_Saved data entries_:
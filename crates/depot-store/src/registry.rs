use crate::layout::StoreLayout;
use crate::{fsync_dir, StoreError};
use depot_model::{ArtifactStore, ChangeSummary, StoreKey, StoreType};
use fs2::FileExt;
use serde::{Deserialize, Serialize};
use std::collections::{BTreeMap, BTreeSet};
use std::fs::{self, File, OpenOptions};
use std::io::Write;
use std::path::Path;
use std::sync::RwLock;
use tempfile::NamedTempFile;
use tracing::{debug, info};

/// CRUD access to store definitions.
pub trait StoreRegistry: Send + Sync {
    fn get(&self, key: &StoreKey) -> Result<Option<ArtifactStore>, StoreError>;

    fn exists(&self, key: &StoreKey) -> Result<bool, StoreError> {
        Ok(self.get(key)?.is_some())
    }

    fn save(&self, store: ArtifactStore, summary: &ChangeSummary) -> Result<(), StoreError>;

    fn delete(&self, key: &StoreKey, summary: &ChangeSummary) -> Result<bool, StoreError>;

    fn list(&self) -> Result<Vec<ArtifactStore>, StoreError>;

    /// Every group that contains `key`, directly or through nested groups.
    fn groups_affected_by(&self, key: &StoreKey) -> Result<Vec<ArtifactStore>, StoreError> {
        let groups: Vec<ArtifactStore> = self
            .list()?
            .into_iter()
            .filter(|s| s.key.store_type == StoreType::Group)
            .collect();

        let mut affected: BTreeMap<StoreKey, ArtifactStore> = BTreeMap::new();
        let mut frontier = vec![key.clone()];
        while let Some(member) = frontier.pop() {
            for group in &groups {
                if affected.contains_key(&group.key) {
                    continue;
                }
                if group.constituents().contains(&member) {
                    affected.insert(group.key.clone(), group.clone());
                    frontier.push(group.key.clone());
                }
            }
        }
        Ok(affected.into_values().collect())
    }
}

/// Exclusive advisory lock on the data root, held while the registry
/// document is rewritten.
pub struct RegistryLock {
    lock_file: File,
}

impl RegistryLock {
    pub fn acquire(lock_path: &Path) -> Result<Self, StoreError> {
        if let Some(parent) = lock_path.parent() {
            fs::create_dir_all(parent)?;
        }

        let file = OpenOptions::new()
            .create(true)
            .write(true)
            .truncate(false)
            .open(lock_path)?;

        file.lock_exclusive()
            .map_err(|e| StoreError::LockFailed(format!("{}: {e}", lock_path.display())))?;

        Ok(Self { lock_file: file })
    }

    pub fn try_acquire(lock_path: &Path) -> Result<Option<Self>, StoreError> {
        if let Some(parent) = lock_path.parent() {
            fs::create_dir_all(parent)?;
        }

        let file = OpenOptions::new()
            .create(true)
            .write(true)
            .truncate(false)
            .open(lock_path)?;

        match file.try_lock_exclusive() {
            Ok(()) => Ok(Some(Self { lock_file: file })),
            Err(_) => Ok(None),
        }
    }
}

impl Drop for RegistryLock {
    fn drop(&mut self) {
        let _ = self.lock_file.unlock();
    }
}

#[derive(Debug, Default, Serialize, Deserialize)]
struct RegistryDocument {
    #[serde(default)]
    updated_at: Option<String>,
    #[serde(default)]
    stores: Vec<ArtifactStore>,
}

/// Store definitions kept in memory and mirrored to `registry.json`.
///
/// Every mutation builds a new map, writes it to disk with
/// write-to-temp-then-rename, and only then swaps it in.
pub struct FileStoreRegistry {
    layout: StoreLayout,
    stores: RwLock<BTreeMap<StoreKey, ArtifactStore>>,
}

impl FileStoreRegistry {
    pub fn open(layout: StoreLayout) -> Result<Self, StoreError> {
        fs::create_dir_all(layout.root())?;
        let path = layout.registry_file();
        let mut stores = BTreeMap::new();
        if path.exists() {
            let content = fs::read_to_string(&path)?;
            let doc: RegistryDocument = serde_json::from_str(&content)?;
            for store in doc.stores {
                stores.insert(store.key.clone(), store);
            }
            debug!("loaded {} store definitions from {}", stores.len(), path.display());
        }
        Ok(Self {
            layout,
            stores: RwLock::new(stores),
        })
    }

    fn persist(&self, stores: &BTreeMap<StoreKey, ArtifactStore>) -> Result<(), StoreError> {
        let _lock = RegistryLock::acquire(&self.layout.lock_file())?;
        let doc = RegistryDocument {
            updated_at: Some(chrono::Utc::now().to_rfc3339()),
            stores: stores.values().cloned().collect(),
        };
        let content = serde_json::to_string_pretty(&doc)?;

        let dir = self.layout.root();
        let mut tmp = NamedTempFile::new_in(dir)?;
        tmp.write_all(content.as_bytes())?;
        tmp.as_file().sync_all()?;
        tmp.persist(self.layout.registry_file())
            .map_err(|e| StoreError::Io(e.error))?;
        fsync_dir(dir)?;
        Ok(())
    }

    fn poisoned() -> StoreError {
        StoreError::LockFailed("registry lock poisoned".to_owned())
    }

    /// Keys of every registered store, sorted.
    pub fn keys(&self) -> Result<BTreeSet<StoreKey>, StoreError> {
        let stores = self.stores.read().map_err(|_| Self::poisoned())?;
        Ok(stores.keys().cloned().collect())
    }
}

impl StoreRegistry for FileStoreRegistry {
    fn get(&self, key: &StoreKey) -> Result<Option<ArtifactStore>, StoreError> {
        let stores = self.stores.read().map_err(|_| Self::poisoned())?;
        Ok(stores.get(key).cloned())
    }

    fn save(&self, store: ArtifactStore, summary: &ChangeSummary) -> Result<(), StoreError> {
        let mut stores = self.stores.write().map_err(|_| Self::poisoned())?;
        let key = store.key.clone();
        let mut next = stores.clone();
        next.insert(key.clone(), store);
        self.persist(&next)?;
        *stores = next;
        info!("saved store {key} ({}: {})", summary.user, summary.summary);
        Ok(())
    }

    fn delete(&self, key: &StoreKey, summary: &ChangeSummary) -> Result<bool, StoreError> {
        let mut stores = self.stores.write().map_err(|_| Self::poisoned())?;
        if !stores.contains_key(key) {
            return Ok(false);
        }
        let mut next = stores.clone();
        next.remove(key);
        self.persist(&next)?;
        *stores = next;
        info!("deleted store {key} ({}: {})", summary.user, summary.summary);
        Ok(true)
    }

    fn list(&self) -> Result<Vec<ArtifactStore>, StoreError> {
        let stores = self.stores.read().map_err(|_| Self::poisoned())?;
        Ok(stores.values().cloned().collect())
    }
}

_Exercise requirements_:
Provide only the number of lines in the entries that hold the word "RegistryDocument".

_Written response_:
3